━━━ The data ━━━

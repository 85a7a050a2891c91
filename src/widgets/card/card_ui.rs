//! Draggable card - UI rendering and pointer handling
//!
//! Content is laid out once at the rest position, then drawn through a visual
//! transform (drag offset, hover lift and scale). Layout of the surrounding
//! page never moves while the card is dragged. The rounded background is
//! painted into a reserved slot after the content is measured, and carries the
//! hover rotation.

use eframe::egui::{
    self, CursorIcon, Id, PointerButton, Pos2, Rect, Sense, Shape, Stroke, Ui, Vec2, emath::Rot2,
    pos2, vec2,
};

use super::{CardConfig, CardState, CardTransform};

/// Corner tessellation for the card background.
const CORNER_SEGMENTS: usize = 6;

/// Result of showing a card.
pub struct CardResponse<R> {
    pub inner: R,
    /// Interaction response over the transformed card rect.
    pub response: egui::Response,
    /// Offset the card will be drawn at next frame.
    pub offset: Vec2,
    /// Logical drag offset; zero whenever no gesture is active.
    pub drag_offset: Vec2,
    pub dragging: bool,
    /// Gesture ended this frame (release or interruption).
    pub released: bool,
}

/// A card that can be dragged within bounds and springs back on release.
///
/// ```ignore
/// DraggableCard::new("quote_code").show(ui, |ui| {
///     ui.label("content");
/// });
/// ```
pub struct DraggableCard {
    id_salt: Id,
    config: CardConfig,
}

impl DraggableCard {
    pub fn new(id_salt: impl std::hash::Hash) -> Self {
        Self {
            id_salt: Id::new(id_salt),
            config: CardConfig::default(),
        }
    }

    pub fn config(mut self, config: CardConfig) -> Self {
        self.config = config;
        self
    }

    /// Toggle dragging; a non-draggable card keeps its hover style.
    pub fn draggable(mut self, draggable: bool) -> Self {
        self.config.draggable = draggable;
        self
    }

    pub fn show<R>(self, ui: &mut Ui, add_contents: impl FnOnce(&mut Ui) -> R) -> CardResponse<R> {
        let id = ui.make_persistent_id(self.id_salt);
        let config = self.config;
        let ctx = ui.ctx().clone();

        let mut state: CardState = ui.data_mut(|d| d.get_temp(id)).unwrap_or_default();

        let dt = ui.input(|i| i.stable_dt);
        state.advance(dt, &config);

        let hover_t = ctx.animate_bool_with_time(
            id.with("hover"),
            state.hovered && !state.drag.is_dragging(),
            config.hover.duration,
        );
        let transform = CardTransform::compose(state.visual_offset(), hover_t, &config.hover);
        let pivot = ui.cursor().min + state.size / 2.0;
        let ts = transform.to_ts(pivot);

        let inner = ui.with_visual_transform(ts, |ui| {
            let background = ui.painter().add(Shape::Noop);
            let frame = egui::Frame::new()
                .inner_margin(config.inner_margin)
                .show(ui, add_contents);
            let rect = frame.response.rect;
            ui.painter()
                .set(background, card_background(rect, transform.rotation, &config));
            (frame.inner, rect)
        });
        let (inner, rest_rect) = inner.inner;
        state.size = rest_rect.size();

        let sense = if config.draggable { Sense::drag() } else { Sense::hover() };
        let response = ui.interact(ts.mul_rect(rest_rect), id.with("card"), sense);

        let mut released = false;
        if config.draggable {
            if response.drag_started_by(PointerButton::Primary)
                && let Some(pointer) = response.interact_pointer_pos()
            {
                state.start(pointer, &config.bounds);
            }

            if state.drag.is_dragging() {
                if response.drag_stopped() {
                    state.release(ui.input(|i| i.pointer.velocity()));
                    released = true;
                } else if response.dragged_by(PointerButton::Primary)
                    && let Some(pointer) = response.interact_pointer_pos()
                {
                    state.drag.on_drag(pointer, &config.bounds);
                } else {
                    // Gesture lost without a release (pointer gone, focus lost)
                    state.cancel();
                    released = true;
                }
            }
        } else if state.drag.is_dragging() {
            state.cancel();
            released = true;
        }

        state.hovered = response.hovered();
        if config.draggable {
            if state.drag.is_dragging() {
                ctx.set_cursor_icon(CursorIcon::Grabbing);
            } else if response.hovered() {
                ctx.set_cursor_icon(CursorIcon::Grab);
            }
        }
        if state.is_returning() {
            ctx.request_repaint();
        }

        let out = CardResponse {
            inner,
            response,
            offset: state.visual_offset(),
            drag_offset: state.drag.offset(),
            dragging: state.drag.is_dragging(),
            released,
        };
        ui.data_mut(|d| d.insert_temp(id, state));
        out
    }
}

/// Outline of a rounded rect, clockwise on screen starting at the top-left
/// corner.
pub(super) fn rounded_rect_points(rect: Rect, radius: f32, segments: usize) -> Vec<Pos2> {
    let r = radius.clamp(0.0, rect.width().min(rect.height()) / 2.0);
    if r <= 0.0 || segments == 0 {
        return vec![rect.left_top(), rect.right_top(), rect.right_bottom(), rect.left_bottom()];
    }

    let corners = [
        (pos2(rect.left() + r, rect.top() + r), 180.0_f32),
        (pos2(rect.right() - r, rect.top() + r), 270.0),
        (pos2(rect.right() - r, rect.bottom() - r), 0.0),
        (pos2(rect.left() + r, rect.bottom() - r), 90.0),
    ];
    let mut points = Vec::with_capacity(corners.len() * (segments + 1));
    for (center, start) in corners {
        for i in 0..=segments {
            let angle = (start + 90.0 * i as f32 / segments as f32).to_radians();
            points.push(center + r * vec2(angle.cos(), angle.sin()));
        }
    }
    points
}

/// Drop shadow plus body, rotated by `rotation` radians about the rect center.
pub(super) fn card_background(rect: Rect, rotation: f32, config: &CardConfig) -> Shape {
    if !rect.is_positive() {
        return Shape::Noop;
    }
    let center = rect.center();
    let rot = Rot2::from_angle(rotation);
    let body: Vec<Pos2> = rounded_rect_points(rect, config.corner_radius, CORNER_SEGMENTS)
        .into_iter()
        .map(|p| center + rot * (p - center))
        .collect();
    let shadow: Vec<Pos2> = body.iter().map(|p| *p + vec2(0.0, 4.0)).collect();

    Shape::Vec(vec![
        Shape::convex_polygon(shadow, config.shadow, Stroke::NONE),
        Shape::convex_polygon(body, config.fill, Stroke::new(1.0, config.border)),
    ])
}

#[cfg(test)]
mod tests {
    use super::*;
    use eframe::egui::{Event, Modifiers, RawInput};

    struct Frame {
        rect: Rect,
        offset: Vec2,
        drag_offset: Vec2,
        dragging: bool,
        released: bool,
    }

    fn run_card(ctx: &egui::Context, events: Vec<Event>, draggable: bool) -> Frame {
        let input = RawInput {
            screen_rect: Some(Rect::from_min_size(Pos2::ZERO, vec2(800.0, 600.0))),
            events,
            ..Default::default()
        };
        let mut out = None;
        let _ = ctx.run(input, |ctx| {
            egui::CentralPanel::default().show(ctx, |ui| {
                ui.add_space(100.0);
                let card = DraggableCard::new("test_card")
                    .draggable(draggable)
                    .show(ui, |ui| {
                        ui.set_min_size(vec2(200.0, 120.0));
                        ui.label("card");
                    });
                out = Some(Frame {
                    rect: card.response.rect,
                    offset: card.offset,
                    drag_offset: card.drag_offset,
                    dragging: card.dragging,
                    released: card.released,
                });
            });
        });
        out.expect("card shown")
    }

    fn press(pos: Pos2, pressed: bool) -> Event {
        Event::PointerButton {
            pos,
            button: PointerButton::Primary,
            pressed,
            modifiers: Modifiers::NONE,
        }
    }

    #[test]
    fn test_card_at_rest() {
        let ctx = egui::Context::default();
        let first = run_card(&ctx, vec![], true);
        let second = run_card(&ctx, vec![], true);

        assert!(first.rect.width() >= 200.0);
        assert_eq!(first.rect, second.rect);
        assert_eq!(second.offset, Vec2::ZERO);
        assert!(!second.dragging);
    }

    #[test]
    fn test_drag_clamps_and_snaps_back() {
        let ctx = egui::Context::default();
        let rest = run_card(&ctx, vec![], true);
        let grab = rest.rect.center();

        run_card(&ctx, vec![Event::PointerMoved(grab)], true);
        run_card(&ctx, vec![press(grab, true)], true);
        run_card(&ctx, vec![Event::PointerMoved(grab + vec2(10.0, 0.0))], true);
        let far = run_card(&ctx, vec![Event::PointerMoved(grab + vec2(300.0, -300.0))], true);

        assert!(far.dragging);
        assert_eq!(far.drag_offset, vec2(50.0, -50.0));

        let up = run_card(&ctx, vec![press(grab + vec2(300.0, -300.0), false)], true);
        assert!(up.released);
        assert!(!up.dragging);
        assert_eq!(up.drag_offset, Vec2::ZERO);
        assert_ne!(up.offset, Vec2::ZERO);

        let mut last = up.offset;
        for _ in 0..300 {
            last = run_card(&ctx, vec![], true).offset;
            if last == Vec2::ZERO {
                break;
            }
        }
        assert_eq!(last, Vec2::ZERO);
    }

    #[test]
    fn test_non_draggable_card_ignores_drag() {
        let ctx = egui::Context::default();
        let rest = run_card(&ctx, vec![], false);
        let grab = rest.rect.center();

        run_card(&ctx, vec![Event::PointerMoved(grab), press(grab, true)], false);
        let moved = run_card(&ctx, vec![Event::PointerMoved(grab + vec2(40.0, 40.0))], false);

        assert!(!moved.dragging);
        assert_eq!(moved.drag_offset, Vec2::ZERO);
    }

    #[test]
    fn test_rounded_rect_points() {
        let rect = Rect::from_min_size(pos2(0.0, 0.0), vec2(100.0, 50.0));
        let points = rounded_rect_points(rect, 8.0, 4);
        assert_eq!(points.len(), 4 * 5);
        assert!(points.iter().all(|p| rect.expand(0.01).contains(*p)));

        // Radius is limited by the short side
        let clamped = rounded_rect_points(rect, 500.0, 4);
        assert!(clamped.iter().all(|p| rect.expand(0.01).contains(*p)));

        assert_eq!(rounded_rect_points(rect, 0.0, 4).len(), 4);
    }

    #[test]
    fn test_background_rotation_keeps_center() {
        let config = CardConfig::default();
        let rect = Rect::from_center_size(pos2(200.0, 200.0), vec2(120.0, 80.0));
        let flat = card_background(rect, 0.0, &config).visual_bounding_rect();
        let tilted = card_background(rect, 0.2, &config).visual_bounding_rect();

        assert!(tilted.width() > flat.width());
        assert!((tilted.center().x - flat.center().x).abs() < 0.5);
        assert!(matches!(card_background(Rect::NOTHING, 0.0, &config), Shape::Noop));
    }
}
//! Terminal-style prompt lines that type themselves out once on screen.
//!
//! The full text is always laid out; unrevealed characters are painted
//! transparent, so the block's height never changes while typing and the
//! timeline measurement stays valid.

use eframe::egui::{self, Color32, FontId, Id, Rect, Ui, text::LayoutJob, vec2};

use super::palette::{PINK_400, TERMINAL_TEXT};

/// Default typing speed (characters per second).
pub const DEFAULT_CPS: f32 = 60.0;

#[derive(Clone, Copy, Debug, PartialEq, Eq)]
pub enum PromptKind {
    /// `$ ...` line, pink
    Command,
    /// `> ...` line, pink marker with white text
    Output,
}

#[derive(Clone, Debug, PartialEq)]
pub struct PromptLine {
    pub kind: PromptKind,
    pub text: String,
}

impl PromptLine {
    pub fn command(text: impl Into<String>) -> Self {
        Self { kind: PromptKind::Command, text: text.into() }
    }

    pub fn output(text: impl Into<String>) -> Self {
        Self { kind: PromptKind::Output, text: text.into() }
    }

    fn prefix(&self) -> &'static str {
        match self.kind {
            PromptKind::Command => "$ ",
            PromptKind::Output => "> ",
        }
    }

    /// Character count including the prompt prefix.
    fn len(&self) -> usize {
        self.prefix().chars().count() + self.text.chars().count()
    }
}

/// Block of prompt lines revealed character by character.
#[derive(Clone, Debug)]
pub struct TypedLines {
    id: Id,
    lines: Vec<PromptLine>,
    chars_per_second: f32,
    font_size: f32,
}

impl TypedLines {
    pub fn new(id_salt: impl std::hash::Hash, lines: Vec<PromptLine>) -> Self {
        Self {
            id: Id::new(("typed_lines", id_salt)),
            lines,
            chars_per_second: DEFAULT_CPS,
            font_size: 13.0,
        }
    }

    pub fn speed(mut self, chars_per_second: f32) -> Self {
        self.chars_per_second = chars_per_second;
        self
    }

    pub fn total_chars(&self) -> usize {
        self.lines.iter().map(PromptLine::len).sum()
    }

    pub fn ui(&self, ui: &mut Ui) {
        let now = ui.input(|i| i.time);
        let probe = Rect::from_min_size(ui.cursor().min, vec2(ui.available_width().max(1.0), 1.0));
        let visible = ui.is_rect_visible(probe);

        let started: Option<f64> = ui.data_mut(|d| d.get_temp(self.id));
        let started = match started {
            Some(t) => Some(t),
            None if visible => {
                ui.data_mut(|d| d.insert_temp(self.id, now));
                Some(now)
            }
            None => None,
        };

        let total = self.total_chars();
        let revealed = started.map_or(0, |t| revealed_chars(now - t, self.chars_per_second, total));

        let mut budget = revealed;
        for (idx, line) in self.lines.iter().enumerate() {
            let shown = budget.min(line.len());
            budget -= shown;
            ui.add_space(if idx == 0 { 0.0 } else { 4.0 });
            ui.label(self.layout_line(line, shown));
        }

        if started.is_some() && revealed < total {
            ui.ctx().request_repaint();
        }
    }

    fn layout_line(&self, line: &PromptLine, shown: usize) -> LayoutJob {
        let font = FontId::monospace(self.font_size);
        let text_color = match line.kind {
            PromptKind::Command => PINK_400,
            PromptKind::Output => TERMINAL_TEXT,
        };

        let prefix = line.prefix();
        let prefix_shown = shown.min(prefix.chars().count());

        let mut job = LayoutJob::default();
        append_split(&mut job, prefix, prefix_shown, PINK_400, &font);
        append_split(&mut job, &line.text, shown - prefix_shown, text_color, &font);
        job
    }
}

/// Append `text` with its first `shown` characters in `color`, the rest
/// transparent.
fn append_split(job: &mut LayoutJob, text: &str, shown: usize, color: Color32, font: &FontId) {
    let cut = text.char_indices().nth(shown).map_or(text.len(), |(i, _)| i);
    let (head, tail) = text.split_at(cut);
    for (part, color) in [(head, color), (tail, Color32::TRANSPARENT)] {
        if !part.is_empty() {
            job.append(
                part,
                0.0,
                egui::TextFormat { font_id: font.clone(), color, ..Default::default() },
            );
        }
    }
}

/// Characters visible `elapsed` seconds after typing started.
pub fn revealed_chars(elapsed: f64, chars_per_second: f32, total: usize) -> usize {
    if !elapsed.is_finite() || elapsed <= 0.0 {
        return 0;
    }
    if chars_per_second.is_nan() || chars_per_second <= 0.0 {
        return total;
    }
    ((elapsed * chars_per_second as f64) as usize).min(total)
}

#[cfg(test)]
mod tests {
    use super::*;

    #[test]
    fn test_revealed_chars() {
        assert_eq!(revealed_chars(0.0, 60.0, 100), 0);
        assert_eq!(revealed_chars(-1.0, 60.0, 100), 0);
        assert_eq!(revealed_chars(0.5, 60.0, 100), 30);
        assert_eq!(revealed_chars(10.0, 60.0, 100), 100);
        // Zero speed shows everything at once
        assert_eq!(revealed_chars(0.1, 0.0, 42), 42);
        assert_eq!(revealed_chars(f64::NAN, 60.0, 42), 0);
    }

    #[test]
    fn test_total_chars_counts_prefixes() {
        let lines = TypedLines::new(
            "t",
            vec![PromptLine::command("abc"), PromptLine::output("Balance: 1.5 ETH")],
        );
        assert_eq!(lines.total_chars(), 2 + 3 + 2 + 16);
    }

    #[test]
    fn test_hidden_characters_keep_layout() {
        let lines = TypedLines::new("t", vec![PromptLine::output("Fetching balance...")]);
        let line = &lines.lines[0];

        let hidden = lines.layout_line(line, 0);
        let full = lines.layout_line(line, line.len());

        assert_eq!(hidden.text, full.text);
        assert_eq!(hidden.text, "> Fetching balance...");
        assert!(hidden.sections.iter().all(|s| s.format.color == Color32::TRANSPARENT));
        assert!(full.sections.iter().all(|s| s.format.color != Color32::TRANSPARENT));
    }

    #[test]
    fn test_typing_starts_when_visible() {
        let ctx = egui::Context::default();
        let lines = TypedLines::new("visible", vec![PromptLine::command("Execute swap...")]);
        let id = lines.id;

        let input = egui::RawInput {
            screen_rect: Some(Rect::from_min_size(egui::Pos2::ZERO, vec2(600.0, 400.0))),
            ..Default::default()
        };
        let _ = ctx.run(input, |ctx| {
            egui::CentralPanel::default().show(ctx, |ui| lines.ui(ui));
        });

        let started: Option<f64> = ctx.data_mut(|d| d.get_temp(id));
        assert!(started.is_some());
    }
}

━━━

Take exactly the lines from the one containing "append_split(&mut job, prefix, prefix_shown, PINK_400, &font);" through the one containing "for (part, color)" in the data above, and output them with nothing added.

# Expected output
        append_split(&mut job, prefix, prefix_shown, PINK_400, &font);
        append_split(&mut job, &line.text, shown - prefix_shown, text_color, &font);
        job
    }
}

/// Append `text` with its first `shown` characters in `color`, the rest
/// transparent.
fn append_split(job: &mut LayoutJob, text: &str, shown: usize, color: Color32, font: &FontId) {
    let cut = text.char_indices().nth(shown).map_or(text.len(), |(i, _)| i);
    let (head, tail) = text.split_at(cut);
    for (part, color) in [(head, color), (tail, Color32::TRANSPARENT)] {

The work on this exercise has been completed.